Si intende con tale denominazione un gruppo di malattie provocate da un processo infiammatorio dell’encefalo, talora esteso anche al midollo (encefalo-mieliti) o alle meningi (meningo-encefaliti).
Nel vasto gruppo di tali malattie si suoi fare una prima grossa distinzione fra forme purulente e non purulente. Le encefaliti purulente sono dovute a germi piogeni (streptococchi, stafilococchi, pneumococchi, enterobatteri, anaerobi).
L’encefalite purulenta acuta decorre con febbre elevata, grave compromissione dello stato generale, disturbi psichici e segni neurologici variabili a seconda delle zone dell’encefalo colpite.

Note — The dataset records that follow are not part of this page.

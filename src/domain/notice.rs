use chrono::{NaiveDate, NaiveDateTime};
use serde::Serialize;

/// A stored public notice or policy announcement in canonical form.
#[derive(Debug, Clone, Serialize)]
pub struct Notice {
    pub id: i32,
    pub policy_number: Option<String>,
    pub original_url: Option<String>,
    pub title: String,
    pub category: Option<String>,
    pub source: Option<String>,
    pub start_date: Option<NaiveDate>,
    pub end_date: Option<NaiveDate>,
    pub content_summary: Option<String>,
    pub description: Option<String>,
    pub support_content: Option<String>,
    pub application_method: Option<String>,
    pub screening_method: Option<String>,
    pub required_documents: Option<String>,
    pub additional_info: Option<String>,
    pub reference_url: Option<String>,
    pub supervising_institution: Option<String>,
    pub registering_institution: Option<String>,
    pub operating_institution: Option<String>,
    pub regional_institution: Option<String>,
    pub embedding: Option<Vec<f32>>,
    pub created_at: NaiveDateTime,
    pub updated_at: NaiveDateTime,
}

/// A notice as produced by a source mapping, before it has a store id.
#[derive(Debug, Clone, Default, Serialize)]
pub struct NewNotice {
    pub policy_number: Option<String>,
    pub original_url: Option<String>,
    pub title: String,
    pub category: Option<String>,
    pub source: Option<String>,
    pub start_date: Option<NaiveDate>,
    pub end_date: Option<NaiveDate>,
    pub content_summary: Option<String>,
    pub description: Option<String>,
    pub support_content: Option<String>,
    pub application_method: Option<String>,
    pub screening_method: Option<String>,
    pub required_documents: Option<String>,
    pub additional_info: Option<String>,
    pub reference_url: Option<String>,
    pub supervising_institution: Option<String>,
    pub registering_institution: Option<String>,
    pub operating_institution: Option<String>,
    pub regional_institution: Option<String>,
}

impl NewNotice {
    /// The business identifier used for deduplication. The source-issued
    /// policy number is stable across url churn, so it wins when present.
    pub fn natural_key(&self) -> Option<NaturalKey<'_>> {
        if let Some(number) = self.policy_number.as_deref() {
            return Some(NaturalKey::PolicyNumber(number));
        }
        self.original_url.as_deref().map(NaturalKey::Url)
    }
}

#[derive(Debug, Clone, Copy, PartialEq, Eq)]
pub enum NaturalKey<'a> {
    PolicyNumber(&'a str),
    Url(&'a str),
}

/// A null-only update: every field is `Some` only when the stored record
/// lacks a value and the incoming one has it.
#[derive(Debug, Clone, Default, PartialEq)]
pub struct NoticePatch {
    pub policy_number: Option<String>,
    pub original_url: Option<String>,
    pub category: Option<String>,
    pub source: Option<String>,
    pub start_date: Option<NaiveDate>,
    pub end_date: Option<NaiveDate>,
    pub content_summary: Option<String>,
    pub description: Option<String>,
    pub support_content: Option<String>,
    pub application_method: Option<String>,
    pub screening_method: Option<String>,
    pub required_documents: Option<String>,
    pub additional_info: Option<String>,
    pub reference_url: Option<String>,
    pub supervising_institution: Option<String>,
    pub registering_institution: Option<String>,
    pub operating_institution: Option<String>,
    pub regional_institution: Option<String>,
}

impl NoticePatch {
    pub fn is_empty(&self) -> bool {
        self.policy_number.is_none()
            && self.original_url.is_none()
            && self.category.is_none()
            && self.source.is_none()
            && self.start_date.is_none()
            && self.end_date.is_none()
            && self.content_summary.is_none()
            && self.description.is_none()
            && self.support_content.is_none()
            && self.application_method.is_none()
            && self.screening_method.is_none()
            && self.required_documents.is_none()
            && self.additional_info.is_none()
            && self.reference_url.is_none()
            && self.supervising_institution.is_none()
            && self.registering_institution.is_none()
            && self.operating_institution.is_none()
            && self.regional_institution.is_none()
    }
}

fn fill<T: Clone>(existing: &Option<T>, incoming: &Option<T>) -> Option<T> {
    match (existing, incoming) {
        (None, Some(value)) => Some(value.clone()),
        _ => None,
    }
}

/// Compute the backfill patch for an already stored notice. Populated
/// fields on the stored record are left untouched; only null fields that
/// the incoming record can fill appear in the patch.
pub fn backfill_patch(existing: &Notice, incoming: &NewNotice) -> NoticePatch {
    NoticePatch {
        policy_number: fill(&existing.policy_number, &incoming.policy_number),
        original_url: fill(&existing.original_url, &incoming.original_url),
        category: fill(&existing.category, &incoming.category),
        source: fill(&existing.source, &incoming.source),
        start_date: fill(&existing.start_date, &incoming.start_date),
        end_date: fill(&existing.end_date, &incoming.end_date),
        content_summary: fill(&existing.content_summary, &incoming.content_summary),
        description: fill(&existing.description, &incoming.description),
        support_content: fill(&existing.support_content, &incoming.support_content),
        application_method: fill(&existing.application_method, &incoming.application_method),
        screening_method: fill(&existing.screening_method, &incoming.screening_method),
        required_documents: fill(&existing.required_documents, &incoming.required_documents),
        additional_info: fill(&existing.additional_info, &incoming.additional_info),
        reference_url: fill(&existing.reference_url, &incoming.reference_url),
        supervising_institution: fill(
            &existing.supervising_institution,
            &incoming.supervising_institution,
        ),
        registering_institution: fill(
            &existing.registering_institution,
            &incoming.registering_institution,
        ),
        operating_institution: fill(
            &existing.operating_institution,
            &incoming.operating_institution,
        ),
        regional_institution: fill(
            &existing.regional_institution,
            &incoming.regional_institution,
        ),
    }
}

#[cfg(test)]
mod tests {
    use super::*;

    fn stored(category: Option<&str>, description: Option<&str>) -> Notice {
        Notice {
            id: 1,
            policy_number: Some("R2024123".to_string()),
            original_url: None,
            title: "청년 월세 지원".to_string(),
            category: category.map(str::to_string),
            source: Some("청년센터".to_string()),
            start_date: None,
            end_date: None,
            content_summary: None,
            description: description.map(str::to_string),
            support_content: None,
            application_method: None,
            screening_method: None,
            required_documents: None,
            additional_info: None,
            reference_url: None,
            supervising_institution: None,
            registering_institution: None,
            operating_institution: None,
            regional_institution: None,
            embedding: None,
            created_at: NaiveDateTime::default(),
            updated_at: NaiveDateTime::default(),
        }
    }

    #[test]
    fn natural_key_prefers_policy_number() {
        let notice = NewNotice {
            policy_number: Some("R2024123".to_string()),
            original_url: Some("https://example.com/1".to_string()),
            ..Default::default()
        };
        assert_eq!(
            notice.natural_key(),
            Some(NaturalKey::PolicyNumber("R2024123"))
        );
    }

    #[test]
    fn natural_key_falls_back_to_url() {
        let notice = NewNotice {
            original_url: Some("https://example.com/1".to_string()),
            ..Default::default()
        };
        assert_eq!(
            notice.natural_key(),
            Some(NaturalKey::Url("https://example.com/1"))
        );
        assert_eq!(NewNotice::default().natural_key(), None);
    }

    #[test]
    fn patch_fills_only_null_fields() {
        let existing = stored(Some("주거"), None);
        let incoming = NewNotice {
            title: "청년 월세 지원".to_string(),
            category: Some("금융".to_string()),
            description: Some("월세를 지원합니다".to_string()),
            original_url: Some("https://example.com/1".to_string()),
            ..Default::default()
        };

        let patch = backfill_patch(&existing, &incoming);

        // populated category must not be replaced
        assert_eq!(patch.category, None);
        assert_eq!(patch.description.as_deref(), Some("월세를 지원합니다"));
        assert_eq!(patch.original_url.as_deref(), Some("https://example.com/1"));
    }

    #[test]
    fn patch_never_writes_null_over_value() {
        let existing = stored(Some("주거"), Some("기존 설명"));
        let incoming = NewNotice {
            title: "청년 월세 지원".to_string(),
            ..Default::default()
        };

        assert!(backfill_patch(&existing, &incoming).is_empty());
    }
}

La terapia è medica (sulfamidici e antibiotici) e, in caso di ascesso circoscritto, chirurgica (svuotamento della raccolta ascessuale e successivo drenaggio, asportazione in massa dell’ascesso se questo è incapsulato).
Le encefaliti non purulente comprendono numerose forme flogistiche dell’encefalo. Tra queste vanno considerate a parte, perché presentano aspetti anatomopatologici e clinici del tutto particolari, le forme subacute e croniche ad etiologia specifica, dovute alla sifilide e alla tubercolosi.